The only thing that remained to make Izayoi’s father completely at ease also sat on the tray: a small hand-written note saying that his car had been taken to the repair shop in the nearby town, along with its name and telephone number. He rushed to the telephone in the corner of the room, and quickly dialed. The repair shop had successfully freed his car from the rut, and it was in working order and fully fueled. The shop asked if he could pick it up that night, and provided simple-to-follow directions for him to trek the half-mile to the village, now that the snow had abated.
When he asked the cost, he was told in no uncertain terms that they were covered, leaving him feeling in even more debt to his reclusive and generous host. He sipped another cup of sake as he tried, unsuccessfully, to reach Izayoi and explain his circumstance. After he’d finished his bento and sake, the kitsune appeared again, a single shoe in its mouth, flicking its tail toward the door and effectively signalling that his host’s hospitality was now over.
As he threw his overcoat back onto his shoulders and returned his shoes to his feet, he realized that the great dog on the knockers had eyes made of Tiger’s Eye, giving them a gleaming life-like feel. As he made to walk through the inner garden and then find his way into town, he stopped. The moon had risen and was bestowing an unearthly glow to the single, perfect, white chrysanthemum. A moonlit flower: the only gift he had promised Izayoi, his flower of the moon.
Were he to have met his host, perhaps he would have asked. But, the host had been so kind, so generous, he certainly would not deny Izayoi, who he loved more than anything in the world, the only present she ever desired, yes? And so, he plucked it from its bush. Izayoi’s father stole the chrysanthemum.

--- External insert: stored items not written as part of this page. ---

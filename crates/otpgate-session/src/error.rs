//! Errors from misusing the session manager's lifecycle.
//!
//! Auth outcomes are reported as [`Failure`](otpgate_protocol::Failure);
//! this type only covers the manager's own plumbing.

/// Errors from the session manager's lifecycle API.
#[derive(Debug, thiserror::Error, PartialEq, Eq)]
pub enum SessionError {
    /// The maintenance task was never started or has been shut down.
    #[error("session maintenance is not running")]
    NotRunning,

    /// Host signals are arriving faster than the maintenance task drains them.
    #[error("host signal queue is full")]
    SignalQueueFull,
}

The moment the delicate flower was liberated from its home, a rumble shook him. Not distant but as close to him as the copper gate that now held him prisoner as all the lights in the house blazed to life. A guttural growl, as if made by a pack of dogs, introduced his host.
There is always a gravitas about those of enormous stature: a presence that pulls all inextricable toward it. And so it was that Izayoi’s father met his host, who he believed for many moments at his arrival, to be more vast than his palatial house. Because, before him sitting on muscled haunches, with golden eyes that reflected the moonlight, and curled pearlescent fur that draped over his body, and sharp and dangerous claws that now pressed against his throat, sat a great dog, indeed, the greatest dog that Izayoi’s father had ever laid his eyes on.

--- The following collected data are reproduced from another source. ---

//! Background session maintenance.
//!
//! One task per manager. It re-validates the session on a fixed period
//! and reacts to [`HostSignal`]s. It holds only a `Weak` reference to the
//! manager, so dropping every manager handle also ends the task.

use std::sync::Weak;
use std::time::Duration;

use otpgate_transport::Transport;
use tokio::sync::{mpsc, oneshot};
use tokio::task::JoinHandle;
use tokio::time::{self, Instant, MissedTickBehavior};
use tracing::{debug, trace, warn};

use crate::manager::Inner;
use crate::{HostSignal, SessionEvent, SessionManager};

/// Pending host signals before `signal()` reports the queue as full.
const SIGNAL_CAPACITY: usize = 16;

pub(crate) struct MaintenanceHandle {
    stop: oneshot::Sender<()>,
    pub(crate) signals: mpsc::Sender<HostSignal>,
    task: JoinHandle<()>,
}

impl MaintenanceHandle {
    /// Stops the task and waits for it to finish.
    pub(crate) async fn stop(self) {
        let _ = self.stop.send(());
        if let Err(e) = self.task.await {
            warn!(error = %e, "session maintenance task ended abnormally");
        }
    }
}

pub(crate) fn spawn<T: Transport>(inner: Weak<Inner<T>>, period: Duration) -> MaintenanceHandle {
    let (stop_tx, stop_rx) = oneshot::channel();
    let (signal_tx, signal_rx) = mpsc::channel(SIGNAL_CAPACITY);
    let task = tokio::spawn(run(inner, period, stop_rx, signal_rx));
    MaintenanceHandle {
        stop: stop_tx,
        signals: signal_tx,
        task,
    }
}

async fn run<T: Transport>(
    inner: Weak<Inner<T>>,
    period: Duration,
    mut stop: oneshot::Receiver<()>,
    mut signals: mpsc::Receiver<HostSignal>,
) {
    debug!(period_ms = period.as_millis() as u64, "session maintenance started");

    // First tick one full period from now, not immediately.
    let mut ticker = time::interval_at(Instant::now() + period, period);
    ticker.set_missed_tick_behavior(MissedTickBehavior::Skip);

    loop {
        let signal = tokio::select! {
            // Fires on an explicit stop and when the handle is dropped.
            _ = &mut stop => break,
            _ = ticker.tick() => None,
            Some(signal) = signals.recv() => Some(signal),
        };

        let Some(manager) = SessionManager::upgrade(&inner) else {
            break;
        };

        match signal {
            None => {
                trace!("periodic session re-validation");
                manager.validate_session().await;
            }
            Some(HostSignal::VisibilityRegained) => {
                debug!("host visible again, re-validating session");
                manager.validate_session().await;
            }
            Some(HostSignal::Online) => {
                debug!("connection restored");
                manager.events().emit(SessionEvent::ConnectionRestored);
                manager.validate_session().await;
            }
            Some(HostSignal::Offline) => {
                debug!("connection lost");
                manager.events().emit(SessionEvent::ConnectionLost);
            }
        }
    }

    debug!("session maintenance stopped");
}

He could not swallow, and felt the tremors of fear rumble through his body like slow-rolling thunder, his eyes fixed on the stormy golden eyes of his host. Around them both, the kitsune scampered, baying sorrowfully at them both.

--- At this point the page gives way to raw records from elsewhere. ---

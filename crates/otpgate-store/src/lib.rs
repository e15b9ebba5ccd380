//! Durable key-value store for otpgate.
//!
//! A thin, best-effort layer over a [`StorageBackend`] that adds:
//!
//! - **Namespacing**: every key is prefixed (default `otpgate_`) so the
//!   store can share a backend with unrelated data, and [`DurableStore::clear`]
//!   only touches its own keys.
//! - **Expiry**: values are written with an optional TTL and silently
//!   dropped on read once it has elapsed.
//! - **Failure absorption**: backend and serialization errors are logged
//!   and swallowed. The server is the source of truth; losing a cached
//!   session id only costs the user a fresh login.
//!
//! The session layer uses it for exactly one entry: the current session id,
//! kept for 24 hours.

mod backend;
mod clock;
mod error;

pub use backend::{FileStorage, MemoryStorage, StorageBackend};
pub use clock::{Clock, ManualClock, SystemClock};
pub use error::StoreError;

use std::sync::Arc;
use std::time::Duration;

use serde::de::DeserializeOwned;
use serde::{Deserialize, Serialize};
use tracing::{debug, warn};

/// Default key prefix.
pub const DEFAULT_NAMESPACE: &str = "otpgate_";

/// The on-disk envelope around every stored value.
#[derive(Debug, Serialize, Deserialize)]
struct StoredEntry<T> {
    value: T,
    stored_at: u64,
    #[serde(default, skip_serializing_if = "Option::is_none")]
    expires_at: Option<u64>,
}

/// Namespaced, TTL-aware wrapper over a [`StorageBackend`].
///
/// Cheap to clone; clones share the backend and clock.
#[derive(Clone)]
pub struct DurableStore {
    backend: Arc<dyn StorageBackend>,
    clock: Arc<dyn Clock>,
    namespace: String,
}

impl std::fmt::Debug for DurableStore {
    fn fmt(&self, f: &mut std::fmt::Formatter<'_>) -> std::fmt::Result {
        f.debug_struct("DurableStore")
            .field("namespace", &self.namespace)
            .finish_non_exhaustive()
    }
}

impl DurableStore {
    /// Creates a store over `backend` with the default namespace and the
    /// system clock.
    pub fn new(backend: impl StorageBackend) -> Self {
        Self {
            backend: Arc::new(backend),
            clock: Arc::new(SystemClock),
            namespace: DEFAULT_NAMESPACE.to_owned(),
        }
    }

    /// An in-memory store. Nothing survives the process.
    pub fn in_memory() -> Self {
        Self::new(MemoryStorage::new())
    }

    /// Overrides the key prefix.
    pub fn with_namespace(mut self, namespace: impl Into<String>) -> Self {
        self.namespace = namespace.into();
        self
    }

    /// Overrides the clock used for TTL bookkeeping.
    pub fn with_clock(mut self, clock: impl Clock) -> Self {
        self.clock = Arc::new(clock);
        self
    }

    pub fn namespace(&self) -> &str {
        &self.namespace
    }

    /// Reads `key`, returning `None` if it is missing, expired, or unreadable.
    ///
    /// Expired entries are deleted as a side effect.
    pub fn get<T: DeserializeOwned>(&self, key: &str) -> Option<T> {
        let full_key = self.namespaced(key);
        let raw = match self.backend.get_item(&full_key) {
            Ok(Some(raw)) => raw,
            Ok(None) => return None,
            Err(e) => {
                warn!(key = %full_key, error = %e, "store read failed");
                return None;
            }
        };

        let entry: StoredEntry<serde_json::Value> = match serde_json::from_str(&raw) {
            Ok(entry) => entry,
            Err(e) => {
                warn!(key = %full_key, error = %e, "dropping unreadable store entry");
                self.remove(key);
                return None;
            }
        };

        if let Some(expires_at) = entry.expires_at {
            if self.clock.now_ms() >= expires_at {
                debug!(key = %full_key, "store entry expired");
                self.remove(key);
                return None;
            }
        }

        match serde_json::from_value(entry.value) {
            Ok(value) => Some(value),
            Err(e) => {
                warn!(key = %full_key, error = %e, "store entry has unexpected shape");
                None
            }
        }
    }

    /// Writes `value` under `key`, expiring after `ttl` if given.
    pub fn set<T: Serialize>(&self, key: &str, value: &T, ttl: Option<Duration>) {
        let full_key = self.namespaced(key);
        let now = self.clock.now_ms();
        let entry = StoredEntry {
            value,
            stored_at: now,
            expires_at: ttl.map(|ttl| now.saturating_add(ttl.as_millis() as u64)),
        };

        let raw = match serde_json::to_string(&entry) {
            Ok(raw) => raw,
            Err(e) => {
                warn!(key = %full_key, error = %e, "store value not serializable");
                return;
            }
        };
        if let Err(e) = self.backend.set_item(&full_key, &raw) {
            warn!(key = %full_key, error = %e, "store write failed");
        }
    }

    /// Deletes `key`.
    pub fn remove(&self, key: &str) {
        let full_key = self.namespaced(key);
        if let Err(e) = self.backend.remove_item(&full_key) {
            warn!(key = %full_key, error = %e, "store delete failed");
        }
    }

    /// Deletes every key under this store's namespace. Other keys are left alone.
    pub fn clear(&self) {
        let keys = match self.backend.keys() {
            Ok(keys) => keys,
            Err(e) => {
                warn!(error = %e, "store key listing failed");
                return;
            }
        };
        for key in keys.iter().filter(|k| k.starts_with(&self.namespace)) {
            if let Err(e) = self.backend.remove_item(key) {
                warn!(%key, error = %e, "store delete failed");
            }
        }
    }

    fn namespaced(&self, key: &str) -> String {
        format!("{}{}", self.namespace, key)
    }
}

“My… my… good fellow—” stammered Izayoi’s father, which only earned him a deeper and more dangerous growl.
“Fellow? I am no fellow and I am no fool. I am the Inu no Taisho, and you must call me Inu no Taisho. And I will call you thief!” The dog’s voice was audible over his raspy growl, but every word struck further fear into Izayoi’s father.
“Please forgive me Inu no Taisho!” He fell to his knees, then pressed his forehead to the ground, for he was a thief. “I have dishonored you, disrespected your generosity, and taken great advantage. But please, I thought only of my daughter Izayoi, and bringing her the one gift I promised her I would give.”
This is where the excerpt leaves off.